» Task instructions
Below are some entries; can you quote all of them exactly?

Data: Begin

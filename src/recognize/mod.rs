//! Face recognition: embedding extraction, enrolled identities and matching.

pub mod backends;
mod extractor;
mod index;
mod matcher;
mod similarity;
mod store;

pub use extractor::{BoundingBox, DetectedFace, Embedding, EmbeddingExtractor};
pub use index::{IdentityIndex, IndexMatch};
pub use matcher::{RecognitionMatcher, RecognitionResult, DEFAULT_SIMILARITY_THRESHOLD, UNKNOWN};
pub use similarity::cosine_similarity;
pub use store::{
    is_valid_person_name, parse_npy, DirectoryIdentityStore, IdentitySnapshot, IdentityStore,
    InMemoryIdentityStore,
};

use anyhow::{anyhow, Result};
use serde::{Deserialize, Serialize};
use std::fmt;
use std::path::PathBuf;
use std::str::FromStr;

/// Execution backend for the embedding extractor.
#[derive(Clone, Copy, Debug, PartialEq, Eq, Hash, Serialize, Deserialize)]
#[serde(rename_all = "lowercase")]
pub enum Accelerator {
    Gpu,
    Cpu,
}

impl Accelerator {
    pub fn as_str(self) -> &'static str {
        match self {
            Accelerator::Gpu => "gpu",
            Accelerator::Cpu => "cpu",
        }
    }
}

impl fmt::Display for Accelerator {
    fn fmt(&self, f: &mut fmt::Formatter<'_>) -> fmt::Result {
        f.write_str(self.as_str())
    }
}

impl FromStr for Accelerator {
    type Err = anyhow::Error;

    fn from_str(s: &str) -> Result<Self> {
        match s.trim().to_ascii_lowercase().as_str() {
            "gpu" | "cuda" => Ok(Accelerator::Gpu),
            "cpu" => Ok(Accelerator::Cpu),
            other => Err(anyhow!("unknown accelerator '{}'", other)),
        }
    }
}

/// Outcome of trying each accelerator in order.
#[derive(Clone, Debug, Default, Serialize)]
pub struct SelectionReport {
    pub selected: Option<Accelerator>,
    /// Accelerators that failed, with the reason.
    pub failures: Vec<(Accelerator, String)>,
}

pub struct ExtractorSelection {
    pub extractor: Option<Box<dyn EmbeddingExtractor>>,
    pub report: SelectionReport,
}

impl fmt::Debug for ExtractorSelection {
    fn fmt(&self, f: &mut fmt::Formatter<'_>) -> fmt::Result {
        f.debug_struct("ExtractorSelection")
            .field("extractor", &self.extractor.as_ref().map(|e| e.name()))
            .field("report", &self.report)
            .finish()
    }
}

/// Try `order` front to back; the first extractor that builds and warms up
/// wins. With no winner the pipeline runs motion-only.
pub fn select_extractor<F>(order: &[Accelerator], factory: F) -> ExtractorSelection
where
    F: Fn(Accelerator) -> Result<Box<dyn EmbeddingExtractor>>,
{
    let mut report = SelectionReport::default();
    for &accelerator in order {
        let attempt = factory(accelerator).and_then(|mut extractor| {
            extractor.warm_up()?;
            Ok(extractor)
        });
        match attempt {
            Ok(extractor) => {
                log::info!(
                    "embedding extractor '{}' ready on {}",
                    extractor.name(),
                    accelerator
                );
                report.selected = Some(accelerator);
                return ExtractorSelection {
                    extractor: Some(extractor),
                    report,
                };
            }
            Err(err) => {
                log::warn!("embedding extractor unavailable on {}: {:#}", accelerator, err);
                report.failures.push((accelerator, format!("{:#}", err)));
            }
        }
    }
    log::warn!("no embedding extractor available; recognition disabled (motion-only)");
    ExtractorSelection {
        extractor: None,
        report,
    }
}

/// Factory for the extractors compiled into this build.
pub fn default_extractor_factory(
    model_path: Option<PathBuf>,
    embedding_dim: usize,
) -> impl Fn(Accelerator) -> Result<Box<dyn EmbeddingExtractor>> {
    move |accelerator| build_extractor(accelerator, model_path.as_deref(), embedding_dim)
}

#[cfg(feature = "backend-tract")]
fn build_extractor(
    accelerator: Accelerator,
    model_path: Option<&std::path::Path>,
    embedding_dim: usize,
) -> Result<Box<dyn EmbeddingExtractor>> {
    match accelerator {
        Accelerator::Gpu => Err(anyhow!("tract backend runs on the CPU only")),
        Accelerator::Cpu => {
            let path = model_path.ok_or_else(|| anyhow!("recognition.model_path is not set"))?;
            Ok(Box::new(backends::TractExtractor::new(
                path,
                backends::tract::DEFAULT_INPUT_SIZE,
                embedding_dim,
            )?))
        }
    }
}

#[cfg(not(feature = "backend-tract"))]
fn build_extractor(
    _accelerator: Accelerator,
    _model_path: Option<&std::path::Path>,
    _embedding_dim: usize,
) -> Result<Box<dyn EmbeddingExtractor>> {
    Err(anyhow!("built without an embedding backend"))
}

Data: End

» Task result
filename src/recognize/mod.rs
//! Face recognition: embedding extraction, enrolled identities and matching.

pub mod backends;
mod extractor;
mod index;
mod matcher;
mod similarity;
mod store;

pub use extractor::{BoundingBox, DetectedFace, Embedding, EmbeddingExtractor};
pub use index::{IdentityIndex, IndexMatch};
pub use matcher::{RecognitionMatcher, RecognitionResult, DEFAULT_SIMILARITY_THRESHOLD, UNKNOWN};
pub use similarity::cosine_similarity;
pub use store::{
    is_valid_person_name, parse_npy, DirectoryIdentityStore, IdentitySnapshot, IdentityStore,
    InMemoryIdentityStore,
};

use anyhow::{anyhow, Result};
use serde::{Deserialize, Serialize};
use std::fmt;
use std::path::PathBuf;
use std::str::FromStr;

/// Execution backend for the embedding extractor.
#[derive(Clone, Copy, Debug, PartialEq, Eq, Hash, Serialize, Deserialize)]
#[serde(rename_all = "lowercase")]
pub enum Accelerator {
    Gpu,
    Cpu,
}

impl Accelerator {
    pub fn as_str(self) -> &'static str {
        match self {
            Accelerator::Gpu => "gpu",
            Accelerator::Cpu => "cpu",
        }
    }
}

impl fmt::Display for Accelerator {
    fn fmt(&self, f: &mut fmt::Formatter<'_>) -> fmt::Result {
        f.write_str(self.as_str())
    }
}

impl FromStr for Accelerator {
    type Err = anyhow::Error;

    fn from_str(s: &str) -> Result<Self> {
        match s.trim().to_ascii_lowercase().as_str() {
            "gpu" | "cuda" => Ok(Accelerator::Gpu),
            "cpu" => Ok(Accelerator::Cpu),
            other => Err(anyhow!("unknown accelerator '{}'", other)),
        }
    }
}

/// Outcome of trying each accelerator in order.
#[derive(Clone, Debug, Default, Serialize)]
pub struct SelectionReport {
    pub selected: Option<Accelerator>,
    /// Accelerators that failed, with the reason.
    pub failures: Vec<(Accelerator, String)>,
}

pub struct ExtractorSelection {
    pub extractor: Option<Box<dyn EmbeddingExtractor>>,
    pub report: SelectionReport,
}

impl fmt::Debug for ExtractorSelection {
    fn fmt(&self, f: &mut fmt::Formatter<'_>) -> fmt::Result {
        f.debug_struct("ExtractorSelection")
            .field("extractor", &self.extractor.as_ref().map(|e| e.name()))
            .field("report", &self.report)
            .finish()
    }
}

/// Try `order` front to back; the first extractor that builds and warms up
/// wins. With no winner the pipeline runs motion-only.
pub fn select_extractor<F>(order: &[Accelerator], factory: F) -> ExtractorSelection
where
    F: Fn(Accelerator) -> Result<Box<dyn EmbeddingExtractor>>,
{
    let mut report = SelectionReport::default();
    for &accelerator in order {
        let attempt = factory(accelerator).and_then(|mut extractor| {
            extractor.warm_up()?;
            Ok(extractor)
        });
        match attempt {
            Ok(extractor) => {
                log::info!(
                    "embedding extractor '{}' ready on {}",
                    extractor.name(),
                    accelerator
                );
                report.selected = Some(accelerator);
                return ExtractorSelection {
                    extractor: Some(extractor),
                    report,
                };
            }
            Err(err) => {
                log::warn!("embedding extractor unavailable on {}: {:#}", accelerator, err);
                report.failures.push((accelerator, format!("{:#}", err)));
            }
        }
    }
    log::warn!("no embedding extractor available; recognition disabled (motion-only)");
    ExtractorSelection {
        extractor: None,
        report,
    }
}

/// Factory for the extractors compiled into this build.
pub fn default_extractor_factory(
    model_path: Option<PathBuf>,
    embedding_dim: usize,
) -> impl Fn(Accelerator) -> Result<Box<dyn EmbeddingExtractor>> {
    move |accelerator| build_extractor(accelerator, model_path.as_deref(), embedding_dim)
}

#[cfg(feature = "backend-tract")]
fn build_extractor(
    accelerator: Accelerator,
    model_path: Option<&std::path::Path>,
    embedding_dim: usize,
) -> Result<Box<dyn EmbeddingExtractor>> {
    match accelerator {
        Accelerator::Gpu => Err(anyhow!("tract backend runs on the CPU only")),
        Accelerator::Cpu => {
            let path = model_path.ok_or_else(|| anyhow!("recognition.model_path is not set"))?;
            Ok(Box::new(backends::TractExtractor::new(
                path,
                backends::tract::DEFAULT_INPUT_SIZE,
                embedding_dim,
            )?))
        }
    }
}

#[cfg(not(feature = "backend-tract"))]
fn build_extractor(
    _accelerator: Accelerator,
    _model_path: Option<&std::path::Path>,
    _embedding_dim: usize,
) -> Result<Box<dyn EmbeddingExtractor>> {
    Err(anyhow!("built without an embedding backend"))
}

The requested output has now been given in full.